### About this exercise
All that is needed is each line of the entries holding the word "parameter", copied as it stands.

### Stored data
□ □ □ □ □

//! `galore` is a command line tool that wraps the Trim Galore adapter and
//! quality trimming tool, exposing paired-end read trimming as a managed
//! workflow step. This package is composed of both a library crate, as well
//! as a binary crate.
//!
//! The heart of the library is the translation of a typed parameter set into
//! a Trim Galore invocation (see [`trim::builder`]) and the small driver that
//! executes that invocation and republishes the resulting output directory as
//! a portable artifact (see [`trim::driver`]). Everything else is the
//! surrounding workflow plumbing: the parameter surface itself, its display
//! metadata, and the command line entry points.
#![warn(missing_docs)]
#![warn(rust_2018_idioms)]
#![warn(rust_2021_compatibility)]

pub mod describe;
pub mod meta;
pub mod trim;
//! Functionality related to the `galore trim` command itself.

use tracing::{debug, info};

use super::builder;
use super::driver;
use super::params::TrimParams;

/// Main method for the `galore trim` subcommand.
///
/// Builds the Trim Galore invocation from the parameter set, runs it to
/// completion, and prints the resulting output descriptor to stdout as JSON.
pub fn trim(params: TrimParams) -> anyhow::Result<()> {
    info!("Starting trim command...");
    debug!("Arguments:");

    debug!("  [*] Forward reads: {}", params.input_forward.display());
    debug!("  [*] Reverse reads: {}", params.input_reverse.display());
    debug!("  [*] Program: {}", params.program.display());
    debug!("  [*] Destination: {:?}", params.output_directory);

    let args = builder::build(&params);
    debug!("Invocation: {}", args.join(" "));

    let descriptor = driver::run(&args, params.output_directory.as_deref())?;
    info!(
        "Staged output at {} for publication to {}.",
        descriptor.local_dir.display(),
        descriptor.destination
    );

    println!("{}", serde_json::to_string_pretty(&descriptor)?);

    Ok(())
}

□ □ □ □ □

### Solution
//! The heart of the library is the translation of a typed parameter set into
//! surrounding workflow plumbing: the parameter surface itself, its display
/// Builds the Trim Galore invocation from the parameter set, runs it to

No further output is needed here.